Below are records; reproduce exactly the lines from the first through the one containing "becomes an ordered".
━━━━━━━━
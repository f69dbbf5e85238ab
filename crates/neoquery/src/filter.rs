// SPDX-FileCopyrightText: 2025 Caspar Water Company
//
// SPDX-License-Identifier: Apache-2.0

//! Builds the parametrized query behind the filter view.
//!
//! A [`FilterState`] becomes an ordered list of [`Predicate`]s. The list
//! is rendered once, and the bound parameters are read off the same list,
//! so clause order and parameter order cannot drift apart.

use sea_query::{Expr, Order, Query, SelectStatement, SimpleExpr, SqliteQueryBuilder, Value};
use std::fmt;

use crate::model::FilterState;
use crate::schema::{Asteroids, CloseApproach};

/// A positional parameter bound to one `?` placeholder.
#[derive(Debug, Clone, PartialEq)]
pub enum Param {
    Real(f64),
    Text(String),
}

impl fmt::Display for Param {
    fn fmt(&self, f: &mut fmt::Formatter<'_>) -> fmt::Result {
        match self {
            Param::Real(v) => write!(f, "{}", v),
            Param::Text(s) => write!(f, "{:?}", s),
        }
    }
}

impl From<f64> for Param {
    fn from(v: f64) -> Self {
        Param::Real(v)
    }
}

impl From<String> for Param {
    fn from(s: String) -> Self {
        Param::Text(s)
    }
}

impl From<&Param> for Value {
    fn from(p: &Param) -> Self {
        match p {
            Param::Real(v) => Value::from(*v),
            Param::Text(s) => Value::from(s.clone()),
        }
    }
}

#[derive(Debug, Clone, Copy, PartialEq, Eq)]
pub enum Column {
    Asteroid(Asteroids),
    Approach(CloseApproach),
}

impl Column {
    fn expr(self) -> Expr {
        match self {
            Column::Asteroid(c) => Expr::col((Asteroids::Table, c)),
            Column::Approach(c) => Expr::col((CloseApproach::Table, c)),
        }
    }
}

/// One clause of the WHERE conjunction.
#[derive(Debug, Clone, PartialEq)]
pub enum Predicate {
    /// `column >= ?`
    AtLeast(Column, Param),
    /// `column <= ?`
    AtMost(Column, Param),
    /// `column BETWEEN ? AND ?`
    Between(Column, Param, Param),
    /// `column = TRUE|FALSE`, rendered inline. Only for values drawn from a
    /// closed set; anything the operator can type must go through a `Param`.
    IsLiteral(Column, bool),
}

impl Predicate {
    pub fn params(&self) -> Vec<&Param> {
        match self {
            Predicate::AtLeast(_, p) | Predicate::AtMost(_, p) => vec![p],
            Predicate::Between(_, lo, hi) => vec![lo, hi],
            Predicate::IsLiteral(..) => vec![],
        }
    }

    fn to_expr(&self) -> SimpleExpr {
        match self {
            Predicate::AtLeast(c, p) => c.expr().gte(Value::from(p)),
            Predicate::AtMost(c, p) => c.expr().lte(Value::from(p)),
            Predicate::Between(c, lo, hi) => c.expr().between(Value::from(lo), Value::from(hi)),
            Predicate::IsLiteral(c, b) => c.expr().eq(SimpleExpr::Constant(Value::Bool(Some(*b)))),
        }
    }
}

/// Rendered SQL plus its parameters, in placeholder order.
#[derive(Debug, Clone, PartialEq)]
pub struct FilterQuery {
    pub sql: String,
    pub params: Vec<Param>,
}

/// The ordered predicate list for a filter snapshot.
pub fn predicates(state: &FilterState) -> Vec<Predicate> {
    use Asteroids as A;
    use CloseApproach as C;

    let mut preds = vec![
        Predicate::AtLeast(
            Column::Approach(C::RelativeVelocityKmph),
            state.min_velocity.into(),
        ),
        Predicate::AtLeast(
            Column::Asteroid(A::EstimatedDiameterMinKm),
            state.min_diameter.into(),
        ),
        Predicate::AtLeast(
            Column::Asteroid(A::EstimatedDiameterMaxKm),
            state.max_diameter.into(),
        ),
        Predicate::AtMost(Column::Approach(C::Astronomical), state.max_au.into()),
        Predicate::AtMost(
            Column::Approach(C::MissDistanceLunar),
            state.max_lunar_distance.into(),
        ),
    ];

    if let Some(range) = &state.date_range {
        preds.push(Predicate::Between(
            Column::Approach(C::CloseApproachDate),
            range.start.format("%Y-%m-%d").to_string().into(),
            range.end.format("%Y-%m-%d").to_string().into(),
        ));
    }

    if let Some(flag) = state.hazard.required() {
        preds.push(Predicate::IsLiteral(
            Column::Asteroid(A::IsPotentiallyHazardousAsteroid),
            flag,
        ));
    }

    preds
}

fn base_select() -> SelectStatement {
    Query::select()
        .column((Asteroids::Table, Asteroids::Name))
        .column((Asteroids::Table, Asteroids::EstimatedDiameterMinKm))
        .column((Asteroids::Table, Asteroids::EstimatedDiameterMaxKm))
        .column((Asteroids::Table, Asteroids::IsPotentiallyHazardousAsteroid))
        .column((CloseApproach::Table, CloseApproach::CloseApproachDate))
        .column((CloseApproach::Table, CloseApproach::RelativeVelocityKmph))
        .column((CloseApproach::Table, CloseApproach::Astronomical))
        .column((CloseApproach::Table, CloseApproach::MissDistanceKm))
        .column((CloseApproach::Table, CloseApproach::MissDistanceLunar))
        .from(Asteroids::Table)
        .inner_join(
            CloseApproach::Table,
            Expr::col((Asteroids::Table, Asteroids::Id))
                .equals((CloseApproach::Table, CloseApproach::NeoReferenceId)),
        )
        .to_owned()
}

/// Render a predicate list into the filter query.
pub fn render(preds: &[Predicate]) -> FilterQuery {
    let mut select = base_select();
    for pred in preds {
        select.and_where(pred.to_expr());
    }
    select.order_by(
        (CloseApproach::Table, CloseApproach::RelativeVelocityKmph),
        Order::Desc,
    );

    let (sql, values) = select.build(SqliteQueryBuilder);
    let params: Vec<Param> = preds
        .iter()
        .flat_map(|p| p.params())
        .cloned()
        .collect();
    debug_assert_eq!(values.0.len(), params.len());

    FilterQuery { sql, params }
}

/// Translate a filter snapshot into one parametrized query.
pub fn build(state: &FilterState) -> FilterQuery {
    render(&predicates(state))
}

#[cfg(test)]
mod tests {
    use super::*;
    use crate::model::{DateRange, HazardFilter};
    use chrono::NaiveDate;

    fn january() -> Option<DateRange> {
        DateRange::from_parts(
            NaiveDate::from_ymd_opt(2024, 1, 1),
            NaiveDate::from_ymd_opt(2024, 1, 31),
        )
    }

    fn reals(values: &[f64]) -> Vec<Param> {
        values.iter().copied().map(Param::Real).collect()
    }

    const ORDER_CLAUSE: &str = r#"ORDER BY "close_approach"."relative_velocity_kmph" DESC"#;
    const HAZARD_COLUMN: &str = r#""asteroids"."is_potentially_hazardous_asteroid""#;

    #[test]
    fn test_default_state_has_five_base_params() {
        let q = build(&FilterState::default());
        assert_eq!(q.params, reals(&[25000.0, 0.5, 0.5, 0.05, 200.0]));
        assert_eq!(q.sql.matches('?').count(), 5);
        assert!(!q.sql.contains("BETWEEN"));
        assert!(!q.sql.contains(&format!("{} =", HAZARD_COLUMN)));
        assert!(q.sql.ends_with(ORDER_CLAUSE), "{}", q.sql);
    }

    #[test]
    fn test_base_predicates_in_order() {
        let q = build(&FilterState::default());
        let clauses = [
            r#""close_approach"."relative_velocity_kmph" >= ?"#,
            r#""asteroids"."estimated_diameter_min_km" >= ?"#,
            r#""asteroids"."estimated_diameter_max_km" >= ?"#,
            r#""close_approach"."astronomical" <= ?"#,
            r#""close_approach"."miss_distance_lunar" <= ?"#,
        ];
        let mut last = 0;
        for clause in clauses {
            let at = q.sql.find(clause).unwrap_or_else(|| panic!("missing {} in {}", clause, q.sql));
            assert!(at > last, "{} out of order", clause);
            last = at;
        }
    }

    #[test]
    fn test_join_on_reference_id() {
        let q = build(&FilterState::default());
        assert!(q.sql.contains(
            r#"INNER JOIN "close_approach" ON "asteroids"."id" = "close_approach"."neo_reference_id""#
        ), "{}", q.sql);
    }

    #[test]
    fn test_date_range_adds_two_text_params() {
        let q = build(&FilterState::default().with_date_range(january()));
        assert_eq!(q.params.len(), 7);
        assert_eq!(q.params[5], Param::Text("2024-01-01".to_string()));
        assert_eq!(q.params[6], Param::Text("2024-01-31".to_string()));
        assert!(q.sql.contains(r#""close_approach"."close_approach_date" BETWEEN ? AND ?"#));
        assert!(q.sql.ends_with(ORDER_CLAUSE));
    }

    #[test]
    fn test_hazard_true_is_literal() {
        let q = build(&FilterState::default().with_hazard(HazardFilter::True));
        assert_eq!(q.params.len(), 5);
        assert!(q.sql.contains(&format!("{} = TRUE", HAZARD_COLUMN)), "{}", q.sql);
        assert!(q.sql.ends_with(ORDER_CLAUSE));
    }

    #[test]
    fn test_hazard_literal_is_bare() {
        let q = build(&FilterState::default().with_hazard(HazardFilter::True));
        assert!(!q.sql.contains("(TRUE)"), "{}", q.sql);
        let suffix = format!("AND {} = TRUE {}", HAZARD_COLUMN, ORDER_CLAUSE);
        assert!(q.sql.ends_with(&suffix), "{}", q.sql);

        let q = build(&FilterState::default().with_hazard(HazardFilter::False));
        assert!(!q.sql.contains("(FALSE)"), "{}", q.sql);
        assert_eq!(q.params.len(), 5);
    }

    #[test]
    fn test_hazard_false_is_literal() {
        let q = build(&FilterState::default().with_hazard(HazardFilter::False));
        assert_eq!(q.params.len(), 5);
        assert!(q.sql.contains(&format!("{} = FALSE", HAZARD_COLUMN)), "{}", q.sql);
    }

    #[test]
    fn test_date_then_hazard_clause_order() {
        let state = FilterState::default()
            .with_hazard(HazardFilter::True)
            .with_date_range(january());
        let q = build(&state);

        let mut expected = reals(&[25000.0, 0.5, 0.5, 0.05, 200.0]);
        expected.push(Param::Text("2024-01-01".to_string()));
        expected.push(Param::Text("2024-01-31".to_string()));
        assert_eq!(q.params, expected);

        let between = q.sql.find("BETWEEN").expect("date clause");
        let hazard = q
            .sql
            .find(&format!("{} = TRUE", HAZARD_COLUMN))
            .expect("hazard clause");
        let order = q.sql.find("ORDER BY").expect("order clause");
        assert!(between < hazard && hazard < order);
    }

    #[test]
    fn test_values_are_forwarded_unchecked() {
        let state = FilterState {
            min_velocity: -1.0,
            max_au: 42.0,
            ..FilterState::default()
        };
        let q = build(&state);
        assert_eq!(q.params[0], Param::Real(-1.0));
        assert_eq!(q.params[3], Param::Real(42.0));
    }

    #[test]
    fn test_predicate_params() {
        let preds = predicates(&FilterState::default().with_hazard(HazardFilter::False));
        assert_eq!(preds.len(), 6);
        assert!(preds[5].params().is_empty());
        assert_eq!(preds[0].params(), vec![&Param::Real(25000.0)]);
    }
}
━━━━━━━━
### TASK ANSWER
repository f69dbbf5e85238ab
filename crates/neoquery/src/filter.rs
// SPDX-FileCopyrightText: 2025 Caspar Water Company
//
// SPDX-License-Identifier: Apache-2.0

//! Builds the parametrized query behind the filter view.
//!
//! A [`FilterState`] becomes an ordered list of [`Predicate`]s. The list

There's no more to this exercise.